WHAT IS BEING ASKED: Give the number of lines in the listing below that include the word "value", with nothing more.

DATA SECTION:

use core::fmt::{Debug, Display};

use figment::providers::{Env, Format, Toml};
use figment::Figment;
use serde::Deserialize;

pub const CONFIG_FILE: &str = "course-assignment.toml";
pub const ENV_PREFIX: &str = "CA_";

/// Names and knobs shared between the page markup, the drag handlers and the
/// priority input. The defaults match the markup the server renders.
#[derive(Deserialize, Clone, Debug, PartialEq, Eq)]
#[serde(default)]
pub struct UiConfig {
    /// Key under which the dragged element id travels in the drag data.
    pub drag_data_key: String,
    /// Class put on a drop target while something hovers it.
    pub drop_ready_class: String,
    /// Drop target id meaning "remove the current assignment".
    pub unassigned_id: String,
    /// Name of the hidden fields the priority input owns inside its form.
    pub priority_field_name: String,
    pub placeholder: String,
    pub clear_input_on_add: bool,
    pub max_priorities: Option<usize>,
    pub confirm_unload: bool,
}

impl Default for UiConfig {
    fn default() -> Self {
        Self {
            drag_data_key: "css-id".to_owned(),
            drop_ready_class: "drop-ready".to_owned(),
            unassigned_id: "not-assigned".to_owned(),
            priority_field_name: "prio[]".to_owned(),
            placeholder: "Namen der priorisierten Kurse eingeben...".to_owned(),
            clear_input_on_add: false,
            max_priorities: None,
            confirm_unload: true,
        }
    }
}

fn default_assignments_path() -> String {
    "/assignments".to_owned()
}

#[derive(Deserialize, Clone, Debug, PartialEq, Eq)]
pub struct Config {
    /// Base url of the server, e.g. `http://localhost:8080`.
    pub url: String,
    #[serde(default = "default_assignments_path")]
    pub assignments_path: String,
    #[serde(default)]
    pub ui: UiConfig,
}

impl Config {
    #[must_use]
    pub fn new(url: impl Into<String>) -> Self {
        Self {
            url: url.into(),
            assignments_path: default_assignments_path(),
            ui: UiConfig::default(),
        }
    }
}

#[derive(thiserror::Error)]
pub enum ConfigError {
    #[error("config error: {0}")]
    Figment(#[from] Box<figment::Error>),
}

impl From<figment::Error> for ConfigError {
    fn from(value: figment::Error) -> Self {
        Self::Figment(Box::new(value))
    }
}

impl Debug for ConfigError {
    fn fmt(&self, f: &mut std::fmt::Formatter<'_>) -> std::fmt::Result {
        Display::fmt(self, f)
    }
}

#[must_use]
pub fn config_sources() -> Figment {
    Figment::new()
        .merge(Toml::file(CONFIG_FILE))
        .merge(Env::prefixed(ENV_PREFIX).split("__"))
}

pub fn get_config() -> Result<Config, ConfigError> {
    Ok(config_sources().extract()?)
}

RESULT: 2